> Required action
What lines in the material hold the string "seconds"? Return every one of them.

══ Information ══

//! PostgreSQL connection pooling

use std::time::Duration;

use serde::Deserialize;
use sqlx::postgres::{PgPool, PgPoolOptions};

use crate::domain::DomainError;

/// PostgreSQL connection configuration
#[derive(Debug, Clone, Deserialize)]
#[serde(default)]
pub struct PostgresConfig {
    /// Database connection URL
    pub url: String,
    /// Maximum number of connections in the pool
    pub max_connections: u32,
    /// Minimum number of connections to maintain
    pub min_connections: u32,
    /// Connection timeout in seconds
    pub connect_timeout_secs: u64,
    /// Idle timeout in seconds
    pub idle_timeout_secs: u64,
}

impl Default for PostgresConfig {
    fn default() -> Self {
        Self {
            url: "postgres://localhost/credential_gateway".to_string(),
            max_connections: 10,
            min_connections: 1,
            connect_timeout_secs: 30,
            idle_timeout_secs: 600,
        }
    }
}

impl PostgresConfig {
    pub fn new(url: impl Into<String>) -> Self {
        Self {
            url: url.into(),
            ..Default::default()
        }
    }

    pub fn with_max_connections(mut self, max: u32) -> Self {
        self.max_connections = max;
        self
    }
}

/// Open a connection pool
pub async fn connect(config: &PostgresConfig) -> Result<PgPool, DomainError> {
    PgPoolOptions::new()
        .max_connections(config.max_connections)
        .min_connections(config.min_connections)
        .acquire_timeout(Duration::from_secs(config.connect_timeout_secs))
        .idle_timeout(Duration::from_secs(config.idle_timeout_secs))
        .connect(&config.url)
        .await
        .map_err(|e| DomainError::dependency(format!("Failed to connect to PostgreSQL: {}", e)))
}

═══

> Exercise output
    /// Connection timeout in seconds
    /// Idle timeout in seconds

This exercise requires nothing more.